The Social Democratic Party of South Tyrol (SPS ) was a political party that was founded in 1973 by Hans Dietl, a former top exponents of the South Tyrolean People's Party ( SVP). She was represented by 1973-1981 in the South Tyrolean Landtag.

History

The Social Democratic Party of South Tyrol (SPS ) was founded in 1973 in the run-up to the South Tyrolean Landtag elections as a focal point for opposition different ideological provenance, whose primary goal was to establish a competitive counter-movement to the South Tyrolean People's Party. Among the founding members of the party listed next to the former SVP parliamentarian Hans Dietl, among others former members of the Social Progressive Party of South Tyrol (SFP ) and Silvio Flor a former representative of the Italian Communist Party ( PCI / KPI).

The PLC reached at their first choice inaugural 1973 right away 5.14% of the vote and thus two parliamentary seats. It was at this time the hitherto strongest German -language opposition party at the country level, but without possessing a larger organizational structure in the communities.

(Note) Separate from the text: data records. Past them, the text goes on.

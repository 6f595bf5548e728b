use thiserror::Error;

use crate::persistence::RetainedScopeError;

/// Unified result type for the viewlife crate.
pub type Result<T> = std::result::Result<T, LifecycleError>;

/// Errors surfaced by the lifecycle engine.
///
/// Everything here is a configuration error: a host binding that cannot work,
/// a node handle that no longer exists, or a type the factory cannot build.
/// Stale layout events and navigation misses never produce an error.
#[derive(Debug, Error)]
pub enum LifecycleError {
    #[error("root `{0}` requires a host lifecycle binding")]
    MissingHost(String),
    #[error("host `{0}` is already destroyed")]
    HostDestroyed(String),
    #[error("node `{0}` has a dispatching ancestor and cannot be bound as a root")]
    NotARoot(String),
    #[error("node `{0}` is already bound as a root")]
    AlreadyBound(String),
    #[error("node of type `{0}` has no stable identity")]
    MissingIdentity(String),
    #[error("node not found")]
    NodeNotFound,
    #[error("node `{0}` is not a container")]
    NotAContainer(String),
    #[error("navigation is not attached to `{0}`")]
    NavigationNotAttached(String),
    #[error("navigation is already attached to `{0}`")]
    DuplicateNavigation(String),
    #[error("node type `{0}` is not registered with the factory")]
    UnknownNodeType(String),
    #[error("companion state for `{0}` requires the node to be at least created")]
    NotCreated(String),
    #[error("retained scope error: {0}")]
    Retained(#[from] RetainedScopeError),
    #[error("serialization error: {0}")]
    Serialization(#[from] serde_json::Error),
}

Despite the presence in the South Tyrolean Landtag it did not succeed in the long term the PLC to assert themselves in the political landscape of South Tyrol. As early as 1975, Hans Dietl pulled due to illness from the country's politics back (his mandate took Alfons Rigott ); However Dietl could not be replaced by a profiled personality to the party leadership. 1976 failed a smooth merger with the Social Progressive Party of South Tyrol (SFP ) of the reservations of the SFP state representative Egmont Jenny.

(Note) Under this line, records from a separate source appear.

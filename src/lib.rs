//! Visibility-driven lifecycle propagation for trees of visual nodes.
//!
//! Nodes only reach `Started`/`Resumed` while they are displayed and not
//! fully covered by higher-priority siblings. Navigation containers keep a
//! back stack of nodes that can be rebuilt after a process restart.

pub mod dispatch;
pub mod error;
pub mod geometry;
pub mod levels;
pub mod lifecycle;
pub mod logging;
pub mod metrics;
pub mod navigation;
pub mod persistence;
pub mod runtime;
pub mod scene;

pub use dispatch::{ContainerDispatcher, HierarchyDispatcher, Scheduler, Task};
pub use error::{LifecycleError, Result};
pub use geometry::{Rect, Region};
pub use levels::{LevelEntry, LevelOp, LevelSnapshot, assign_levels, build_levels, diff_levels};
pub use lifecycle::{LifecycleEvent, LifecycleObserver, LifecycleState, Transition, gate};
pub use logging::{
    FileSink, LogEvent, LogFields, LogLevel, LogSink, Logger, LoggingError, LoggingResult,
    MemorySink, NullSink,
};
pub use metrics::{LifecycleMetrics, MetricSnapshot};
pub use navigation::{
    BackStack, BackStackEntry, FactoryContext, FactoryRegistry, NavigationOutcome, Navigator,
    NavigatorHandle, NavigatorState, NodeBuilder, NodeFactory, NodeRecord,
};
pub use persistence::{
    Bundle, CompanionKey, CompanionRecord, CompanionSnapshot, CompanionStore, RetainedScope,
    RetainedScopeError,
};
pub use runtime::{
    Engine, EngineConfig, HostLifecycle, LifecycleAudit, LifecycleAuditEvent,
    LifecycleAuditEventBuilder, LifecycleAuditStage, NullLifecycleAudit, RecordingAudit,
    SavedState, SharedHost,
};
pub use scene::{Geometry, NodeId, NodeSpec, NodeState, Scene, TreeEvent, priority_order};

In the 1978 state elections, the PLC defended a mandate for Willi Erschbaumer, was inside her but already torn. Erschbaumer was replaced as party leaders and in 1981 expelled from the party. At the state elections in 1983 undertook the SPS one last attempt to return to the South Tyrolean Landtag, where among other things Egmont Jenny (SFP ) and Alfred Frei (formerly PSI) as a candidate at the top list. The party won only 1.35% of the vote, narrowly missing the new parliament catchment handle it. The last church mandatories of the PLC, which had been elected in 1980 20 councilors resigned, later than 1985 of their mandates from.

Thematic priorities

The Social Democratic Party of South Tyrol decreed in the early years does not have an independent ideological profile, but it is based on the political stature of Hans Dietl, who had presented itself in the ranks of the SVP until his expulsion from the party as a straight, Christian- social embossed representatives of underprivileged rural population. As part of the Europe-wide trends in favor of social democratic parties, the PLC was trying to position itself in the wake of this development as the second political force in addition to the SVP. The party dealt primarily with the solution of social problems (in terms of employment, education and social services), was contrary to the Social Progress Party in South Tyrol (SFP ) but clearly at home in the German-speaking segment of the political landscape of South Tyrol.

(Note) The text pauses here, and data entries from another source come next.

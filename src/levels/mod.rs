//! Occlusion levels for sibling regions and the diff between two passes.

mod builder;
mod diff;

pub use builder::{assign_levels, build_levels};
pub use diff::{LevelOp, diff_levels};

use crate::scene::NodeId;

/// One node's placement at the last layout pass.
#[derive(Debug, Clone, Copy, PartialEq, Eq)]
pub struct LevelEntry {
    pub node: NodeId,
    pub level: usize,
    pub visible: bool,
}

/// Level assignment for one container's children (or one hierarchy's
/// containers), ordered by level and then by priority within a level.
#[derive(Debug, Clone, Default, PartialEq, Eq)]
pub struct LevelSnapshot {
    entries: Vec<LevelEntry>,
}

impl LevelSnapshot {
    pub fn new() -> Self {
        Self::default()
    }

    pub(crate) fn from_entries(mut entries: Vec<LevelEntry>) -> Self {
        entries.sort_by_key(|entry| entry.level);
        Self { entries }
    }

    pub fn entries(&self) -> &[LevelEntry] {
        &self.entries
    }

    pub fn len(&self) -> usize {
        self.entries.len()
    }

    pub fn is_empty(&self) -> bool {
        self.entries.is_empty()
    }

    pub fn level_of(&self, node: NodeId) -> Option<usize> {
        self.entry(node).map(|entry| entry.level)
    }

    pub fn entry(&self, node: NodeId) -> Option<&LevelEntry> {
        self.entries.iter().find(|entry| entry.node == node)
    }

    pub fn contains(&self, node: NodeId) -> bool {
        self.entry(node).is_some()
    }

    /// Number of distinct levels present.
    pub fn depth(&self) -> usize {
        self.entries
            .last()
            .map(|entry| entry.level + 1)
            .unwrap_or(0)
    }
}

It was only after leaving Dietl from the PLC and a moving up of younger activists, the party known in their basic program from 1978 to democratic socialism and tried to establish stronger links with the historical social democracy Tyrol as well as Social Democrats and the SPD.

The PLC remained in the political landscape of South Tyrol always a party of socially engaged opposition that were largely drifted away from the original core constituency layer of the SVP. With the establishment of a separate wing workers in 1975 succeeded the South Tyrolean People's Party, successful long-term stem this erosion process on its left wing.